When you’re in your late 20s, you’re fearless. I woke up in the northern Italian town of Courmayeur once and took off up the mountain trail into Gran Paradiso National Park, congratula­ting myself as I overtook sturdy Germans. That night I sat down to dinner with strangers in a mountain refuge. A Dutch couple befriended me. We walked into the next valley together the following day. Later, they visited me in Kerry and we climbed Carrauntoo­hil together.

Of all my time travelling solo, eating on my own in the evenings was the most difficult. Shirley Valentine re-visited.

I remember dining al fresco in a pavement café with a view of the Leaning Tower of Pisa, my only company being the street cats I dropped anchovies to under the table.

A friend, who had endured one too many dinners on her own, once got up, introduced herself to a man at another table and relished the conversati­on.

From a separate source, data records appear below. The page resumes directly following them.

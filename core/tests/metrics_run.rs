//! A whole test run feeding one aggregator, drained at the end.

mod common;

use std::thread;

use end2end::{AggregatorState, Client, ClientConfig, Error, MetricsAggregator, TestContext};
use mock_server::Delayed;

use common::{base_url, start_mock_server};

#[test]
fn concurrent_requests_are_each_counted_once() {
    let base = base_url(start_mock_server());
    let mut aggregator = MetricsAggregator::new();
    let client = Client::new(&base).with_metrics(aggregator.start().unwrap());

    let handles: Vec<_> = (0..20)
        .map(|i| {
            let client = client.clone();
            thread::spawn(move || {
                let ctx = TestContext::new(format!("worker-{i}"));
                client.get("/status/202").expect_status(202).call(&ctx);
            })
        })
        .collect();
    for handle in handles {
        handle.join().unwrap();
    }

    let metrics = aggregator.stop_and_wait().unwrap();
    assert_eq!(metrics.total_requests, 20);
    assert_eq!(metrics.slowest_endpoint(), Some("/status/202"));
    assert!(metrics.min_duration_ms <= metrics.max_duration_ms());
    assert_eq!(aggregator.state(), AggregatorState::Done);
}

#[test]
fn slowest_endpoint_and_extremes_are_tracked() {
    let base = base_url(start_mock_server());
    let mut aggregator = MetricsAggregator::new();
    let client = Client::new(&base).with_metrics(aggregator.start().unwrap());

    let handles: Vec<_> = [50u64, 150]
        .into_iter()
        .map(|ms| {
            let client = client.clone();
            thread::spawn(move || {
                let ctx = TestContext::new(format!("delay-{ms}"));
                let mut got = Delayed { delayed_ms: 0 };
                client
                    .get(&format!("/delay/{ms}"))
                    .expect_json(&mut got, 200)
                    .call(&ctx);
                assert_eq!(got.delayed_ms, ms);
            })
        })
        .collect();
    for handle in handles {
        handle.join().unwrap();
    }

    let metrics = aggregator.stop_and_wait().unwrap();
    println!("{metrics}");

    assert_eq!(metrics.total_requests, 2);
    assert_eq!(metrics.slowest_endpoint(), Some("/delay/150"));
    let max = metrics.max_duration_ms().unwrap();
    let min = metrics.min_duration_ms.unwrap();
    assert!(max >= 150, "max {max}");
    assert!((50..150).contains(&min), "min {min}");
    assert_eq!(metrics.total_duration_ms, min + max);
    assert!((metrics.average_ms() - (min + max) as f64 / 2.0).abs() < 1e-9);
}

#[test]
fn requests_without_a_sink_record_nothing() {
    let base = base_url(start_mock_server());
    let mut aggregator = MetricsAggregator::new();
    let sink = aggregator.start().unwrap();

    let ctx = TestContext::new("requests_without_a_sink_record_nothing");
    Client::new(&base).get("/status/200").call(&ctx);
    Client::new(&base).with_metrics(sink).get("/status/200").call(&ctx);

    assert_eq!(aggregator.stop_and_wait().unwrap().total_requests, 1);
}

#[test]
fn response_over_the_body_limit_is_still_recorded() {
    let base = base_url(start_mock_server());
    let mut aggregator = MetricsAggregator::new();
    let client = Client::with_config(&base, &ClientConfig::default().with_max_body_bytes(8))
        .with_metrics(aggregator.start().unwrap());

    let err = client.get("/images/png").send().unwrap_err();
    assert!(matches!(err, Error::Transport { .. }), "{err}");

    let metrics = aggregator.stop_and_wait().unwrap();
    assert_eq!(metrics.total_requests, 1);
    assert_eq!(metrics.slowest_endpoint(), Some("/images/png"));
}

Having a tendency to mislay keys, passports, money, airline tickets – anything of vital importance really – renders me ill-equipped to be left off without supervisio­n. Usually, my travelling companion is appointed ‘caretaker’.

I flew from Dublin to Vietnam on my own this July with practicall­y a label on myself. Mind you, my son was waiting in the city of Hoi An to accept responsibi­lity for me.

In Hong Kong, the two-hour interval between transfers evaporated to 40 minutes. I hared through the airport at a pace that would have left Usain Bolt panting. It would have been nice to have shared the panic with someone.

Travelling on your own can open the way to meeting more people. In the queue for visas at Da Nang Airport in Vietnam, I met a friendly Hong Kong couple with their five-year-old son, Ernest. The husband went to hold a place in the passport control queue marked ‘Foreigners’.

When I joined this second queue, the wife found me. ‘Come with us,’ she said, conveying me up the line to her husband. The kindness of strangers.

In a ‘small world’ coincidenc­e, I bumped into a former Killarney neighbour with two Cork friends in Hoi An. Their fourth travelling companion, a young Cork woman, was by herself when she heard them speaking as Gaeilge on a bus. So she joined their party.

She confided that she had found it very difficult to break into people’s company on her Vietnam trip. With her experience in mind, I later befriended a young guy from Barcelona on a tour of Marble Mountain in Da Nang. He was also travelling solo and finding the going tough. The success of travelling on your own depends as much on serendipit­y as it does on your personalit­y.

By the way, I returned from Vietnam having lost nothing bar a cherished straw hat with a red polka dot ribbon. I hope it’s travelling on in good company.